October 11, 2018
Cuban writer Leonardo Padura has won the Barcino International Historical Novel Prize, which is awarded as part of the Barcelona Novela Histórica literary competition, which reaches its sixth edition this year, according to an announcement today by the Institut de Cultura de Barcelona, organizer of the event.
The jury decided to award the prize to Padura because his works "are novels written with the resources of the noir genre that become existential, social and, naturally, historical narratives."
"In the same way that we learned to know the Spanish Transition with Pepe Carvalho and much of the history of twentieth-century U.S. with Harry Rabbit Angstrom by John Updike, the best way to stroll through revolutionary Cuba is in the company of the great Mario Conde," protagonist of Padura's novels, the jury added.

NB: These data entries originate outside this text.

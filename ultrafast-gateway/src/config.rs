//! # Configuration Management Module
//!
//! This module provides comprehensive configuration management for the Ultrafast Gateway.
//! It handles loading, validation, and environment variable overrides for all gateway settings.
//!
//! ## Overview
//!
//! The configuration system supports:
//! - TOML-based configuration files
//! - Environment variable overrides
//! - Runtime validation and schema checking
//! - Default configurations for development and production
//!
//! ## Configuration Structure
//!
//! The main `Config` struct contains all gateway settings:
//!
//! - **Server**: HTTP server settings (host, port, timeouts, CORS)
//! - **Providers**: LLM provider configurations (API keys, endpoints, rate limits)
//! - **Routing**: Request routing strategies and load balancing
//! - **Logging**: Log levels, formats, and output destinations
//! - **Metrics**: Performance monitoring and analytics
//!
//! ## Usage
//!
//! ```rust
//! use ultrafast_gateway::config::Config;
//!
//! // Load configuration from file
//! let config = Config::load("config.toml")?;
//!
//! // Validate configuration
//! config.validate()?;
//!
//! // Apply environment overrides
//! let mut config = Config::load("config.toml")?;
//! config.apply_env_overrides()?;
//! ```
//!
//! ## Environment Variables
//!
//! The configuration system supports environment variable overrides:
//!
//! - `GATEWAY_HOST`: Override server host
//! - `GATEWAY_PORT`: Override server port
//! - `GATEWAY_TIMEOUT`: Override server timeout
//! - `GATEWAY_LOG_LEVEL`: Set logging level
//!
//! ## Configuration File Example
//!
//! ```toml
//! [server]
//! host = "0.0.0.0"
//! port = 3000
//! timeout = "30s"
//! max_body_size = 10485760
//!
//! [server.cors]
//! enabled = true
//! allowed_origins = ["*"]
//! allowed_methods = ["GET", "POST", "PUT", "DELETE"]
//!
//! [providers.openai]
//! enabled = true
//! api_key = "your-openai-key"
//! base_url = "https://api.openai.com/v1"
//! timeout = "30s"
//! max_retries = 3
//!
//! [metrics]
//! enabled = true
//! max_requests = 1000
//! retention_duration = "24h"
//! cleanup_interval = "1h"
//! ```

use crate::error_handling::{ErrorHandler, ErrorType};
use serde::{Deserialize, Serialize};
use std::collections::HashMap;
use std::env;
use std::time::Duration;
use ultrafast_models_sdk::providers::ProviderConfig;
use ultrafast_models_sdk::routing::RoutingStrategyKind;

/// Main configuration struct for the Ultrafast Gateway.
///
/// This struct contains all configuration settings for the gateway,
/// including server settings, provider configurations, routing, and
/// metrics.
///
/// # Example
///
/// ```rust
/// use ultrafast_gateway::config::Config;
///
/// let config = Config::load("config.toml")?;
/// config.validate()?;
/// ```
#[derive(Debug, Clone, Serialize, Deserialize)]
pub struct Config {
    /// HTTP server configuration settings
    pub server: ServerConfig,
    /// LLM provider configurations mapped by provider name
    pub providers: HashMap<String, ProviderConfig>,
    /// Request routing strategy and load balancing settings
    pub routing: RoutingConfig,
    /// Logging configuration (level, format, output)
    pub logging: LoggingConfig,
    /// Metrics and monitoring configuration
    pub metrics: MetricsConfig,
}

/// Configuration for metrics collection and monitoring.
///
/// Controls the collection, retention, and cleanup of performance metrics
/// and analytics data.
#[derive(Debug, Clone, Serialize, Deserialize)]
pub struct MetricsConfig {
    /// Whether metrics collection is enabled
    pub enabled: bool,
    /// Maximum number of requests to track in memory
    pub max_requests: usize,
    /// How long to retain metrics data
    #[serde(with = "ultrafast_models_sdk::common::duration_serde")]
    pub retention_duration: Duration,
    /// How often to clean up old metrics data
    #[serde(with = "ultrafast_models_sdk::common::duration_serde")]
    pub cleanup_interval: Duration,
}

/// HTTP server configuration settings.
///
/// Defines the server's network binding, timeouts, CORS settings,
/// and request size limits.
#[derive(Debug, Clone, Serialize, Deserialize)]
pub struct ServerConfig {
    /// Host address to bind the server to
    pub host: String,
    /// Port number to listen on
    pub port: u16,
    /// Request timeout duration
    #[serde(with = "ultrafast_models_sdk::common::duration_serde")]
    pub timeout: Duration,
    /// Maximum request body size in bytes
    pub max_body_size: usize,
    /// CORS (Cross-Origin Resource Sharing) configuration
    pub cors: CorsConfig,
}

/// CORS (Cross-Origin Resource Sharing) configuration.
///
/// Controls which origins, methods, and headers are allowed
/// in cross-origin requests.
#[derive(Debug, Clone, Serialize, Deserialize)]
pub struct CorsConfig {
    /// Whether CORS is enabled
    pub enabled: bool,
    /// List of allowed origin domains
    pub allowed_origins: Vec<String>,
    /// List of allowed HTTP methods
    pub allowed_methods: Vec<String>,
    /// List of allowed HTTP headers
    pub allowed_headers: Vec<String>,
    /// Maximum age for CORS preflight responses
    pub max_age: Option<Duration>,
}

/// Request routing configuration.
///
/// Defines how requests are routed to different providers,
/// including load balancing and failover strategies.
#[derive(Debug, Clone, Serialize, Deserialize)]
pub struct RoutingConfig {
    /// The default routing strategy used when no rule matches a request
    pub strategy: RoutingStrategyKind,
    /// How often to check provider health
    #[serde(with = "ultrafast_models_sdk::common::duration_serde")]
    pub health_check_interval: Duration,
    /// Threshold for marking a provider as failed
    pub failover_threshold: f64,
}
//! # HTTP Server Module
//!
//! This module provides the HTTP server setup and configuration for the Ultrafast Gateway.
//! It handles server initialization, middleware setup, routing, and application state management.
//!
//! ## Overview
//!
//! The server module is responsible for:
//! - **Server Initialization**: Setting up the HTTP server with Axum
//! - **Middleware Configuration**: CORS, logging, and metrics
//! - **Route Registration**: API endpoints for chat, embeddings, and admin functions
//! - **Application State**: Shared state across all handlers
//!
//! ## Architecture
//!
//! The server uses Axum as the web framework with the following layers:
//!
//! 1. **Timeout Layer**: Request timeout handling
//! 2. **CORS Middleware**: Cross-origin resource sharing
//! 3. **Logging Middleware**: Request/response logging
//! 4. **Metrics Middleware**: Performance monitoring
//!
//! ## API Endpoints
//!
//! ### Core API Endpoints
//!
//! - `POST /v1/chat/completions` - Chat completion API
//! - `POST /v1/embeddings` - Text embedding API
//! - `POST /v1/images/generations` - Image generation API
//!
//! ### Admin Endpoints
//!
//! - `GET /health` - Health check endpoint
//! - `GET /metrics` - Performance metrics
//! - `GET /admin/providers` - Provider status
//! - `GET /admin/config` - Configuration status
//! - `POST /admin/providers/:id/register` - Register a provider at runtime
//! - `DELETE /admin/providers/:id` - Deregister a provider
//! - `POST /admin/providers/:id/reset-breaker` - Reset a provider's circuit breaker
//! - `PUT /admin/rules/:id` - Upsert a routing rule
//! - `DELETE /admin/rules/:id` - Remove a routing rule
//!
//! ## Usage
//!
//! ```rust
//! use ultrafast_gateway::server::create_server;
//! use ultrafast_gateway::config::Config;
//!
//! #[tokio::main]
//! async fn main() -> anyhow::Result<()> {
//!     let config = Config::load("config.toml")?;
//!     let app = create_server(config).await?;
//!
//!     // The server is ready to handle requests
//!     Ok(())
//! }
//! ```
//!
//! ## Middleware Stack
//!
//! The server applies middleware in the following order:
//!
//! 1. **Timeout**: Ensures requests don't hang indefinitely
//! 2. **CORS**: Handles cross-origin requests
//! 3. **Logging**: Records request/response details
//! 4. **Metrics**: Tracks performance metrics
//!
//! ## Application State
//!
//! The `AppState` struct contains shared state accessible to all handlers:
//!
//! - **Configuration**: Server and provider configuration
//! - **Client**: Ultrafast SDK client for provider communication, exposing
//!   the same router/registry an admin handler needs to register providers
//!   or reset circuit breakers at runtime.
//!
//! ## Error Handling
//!
//! The server includes comprehensive error handling:
//!
//! - **Timeout Errors**: Automatic request cancellation
//! - **Validation Errors**: Detailed error messages
//! - **Provider Errors**: Graceful fallback handling

use crate::config::Config;
use crate::handlers;
use crate::middleware::{cors_middleware, logging_middleware, metrics_middleware};
use axum::{
    routing::{delete, get, post, put},
    Router,
};
use std::sync::Arc;
use tower::ServiceBuilder;
use tower_http::timeout::TimeoutLayer;
use ultrafast_models_sdk::UltrafastClient;

/// Application state shared across all HTTP handlers.
///
/// Contains all the necessary components for handling requests:
/// configuration and client.
///
/// # Thread Safety
///
/// All fields are wrapped in `Arc` for thread-safe sharing across
/// multiple request handlers.
///
/// # Example
///
/// ```rust
/// let app_state = AppState {
///     config: Arc::new(config),
///     client: Arc::new(client),
/// };
/// ```
#[derive(Clone)]
pub struct AppState {
    /// Server and provider configuration
    pub config: Arc<Config>,
    /// Ultrafast SDK client for provider communication
    pub client: Arc<UltrafastClient>,
}

/// Create and configure the HTTP server with all middleware and routes.
///
/// This function initializes all components of the gateway:
/// - Ultrafast SDK client with configured providers
/// - Metrics collection system
/// - HTTP server with middleware stack and routes
///
/// # Arguments
///
/// * `config` - The gateway configuration containing all settings
///
/// # Returns
///
/// Returns a configured Axum router ready to handle HTTP requests.
///
/// # Errors
///
/// Returns an error if:
/// - SDK client cannot be created
/// - Metrics system cannot be initialized
///
/// # Example
///
/// ```rust
/// let config = Config::load("config.toml")?;
/// let app = create_server(config).await?;
/// ```
pub async fn create_server(config: Config) -> anyhow::Result<Router> {
    // Create the SDK client in standalone mode with configured providers
    let mut client_builder = UltrafastClient::standalone();

    // Add configured providers to the client
    for (name, provider_config) in &config.providers {
        client_builder = client_builder.with_provider(name.clone(), provider_config.clone());
    }

    // If no providers configured, add Ollama as default for development
    if config.providers.is_empty() {
        client_builder = client_builder.with_ollama("http://localhost:11434");
    }

    // Build the client with the configured routing strategy
    let client = client_builder
        .with_routing_strategy(config.routing.strategy)
        .build()?;

    // Initialize metrics collector with configuration
    let metrics_config = crate::metrics::MetricsConfig {
        enabled: config.metrics.enabled,
        max_requests: config.metrics.max_requests,
        retention_duration: config.metrics.retention_duration,
        cleanup_interval: config.metrics.cleanup_interval,
    };
    crate::metrics::initialize_metrics(metrics_config).await;

    let state = AppState {
        config: Arc::new(config.clone()),
        client: Arc::new(client),
    };

    // Warn if permissive CORS is used in production-like settings
    if config.server.cors.enabled && config.server.cors.allowed_origins.iter().any(|o| o == "*") {
        tracing::warn!(
            "CORS is enabled with wildcard origins. This is unsafe for production. Configure explicit allowed_origins."
        );
    }

    // Create the main router
    let app = Router::new()
        // OpenAI-compatible endpoints
        .route("/v1/chat/completions", post(handlers::chat_completions))
        .route("/v1/completions", post(handlers::completions))
        .route("/v1/embeddings", post(handlers::embeddings))
        .route("/v1/images/generations", post(handlers::image_generations))
        .route(
            "/v1/audio/transcriptions",
            post(handlers::audio_transcriptions),
        )
        .route("/v1/audio/speech", post(handlers::text_to_speech))
        .route("/v1/models", get(handlers::list_models))
        // Health and admin endpoints
        .route("/health", get(handlers::health_check))
        .route("/metrics", get(handlers::metrics))
        .route("/metrics/prometheus", get(handlers::prometheus_metrics))
        .route("/admin/providers", get(handlers::list_providers))
        .route("/admin/config", get(handlers::get_config))
        .route(
            "/admin/circuit-breakers",
            get(handlers::get_circuit_breaker_metrics),
        )
        .route(
            "/admin/providers/:id/register",
            post(handlers::register_provider),
        )
        .route(
            "/admin/providers/:id",
            delete(handlers::deregister_provider),
        )
        .route(
            "/admin/providers/:id/reset-breaker",
            post(handlers::reset_provider_breaker),
        )
        .route("/admin/rules/:id", put(handlers::upsert_rule))
        .route("/admin/rules/:id", delete(handlers::delete_rule))
        // Middleware stack
        .layer(
            ServiceBuilder::new()
                .layer(cors_middleware(&config.server.cors)) // 1. CORS (first)
                .layer(axum::middleware::from_fn_with_state(
                    state.clone(),
                    logging_middleware,
                )) // 2. Logging
                .layer(axum::middleware::from_fn_with_state(
                    state.clone(),
                    metrics_middleware,
                )) // 3. Metrics
                .layer(TimeoutLayer::new(config.server.timeout)), // 4. Timeout (last)
        )
        .with_state(state);

    Ok(app)
}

Leonardo Padura (Havana, 1955) received the Princess of Asturias Prize for Letters in 2015 for his body of work and is known internationally for the series of detective novels featuring detective Mario Conde. Padura is also the author of other notable literary works such as La novela de mi vida, Herejes, the collection of short stories Aquello estaba deseando ocurrir and El hombre que amaba a los perros, about the figure of Trotsky and his assassin, Ramón Mercader.
Padura will receive the Barcino International Historical Novel Prize on November 8 at the Saló de Cent of the Barcelona City Hall. The jury of the sixth Barcino International Historical Novel Prize is composed of journalist Òscar López, novelist Care Santos, cultural journalist Sergi Doria, writer Enric Calpena and the commissioner of Barcelona Novela Histórica, Fèlix Riera, who is the jury president. Previously, writers Lindsey Davis, Santiago Posteguillo, Simon Scarrow, Christian Jacq and Arturo Pérez-Reverte have received this prize.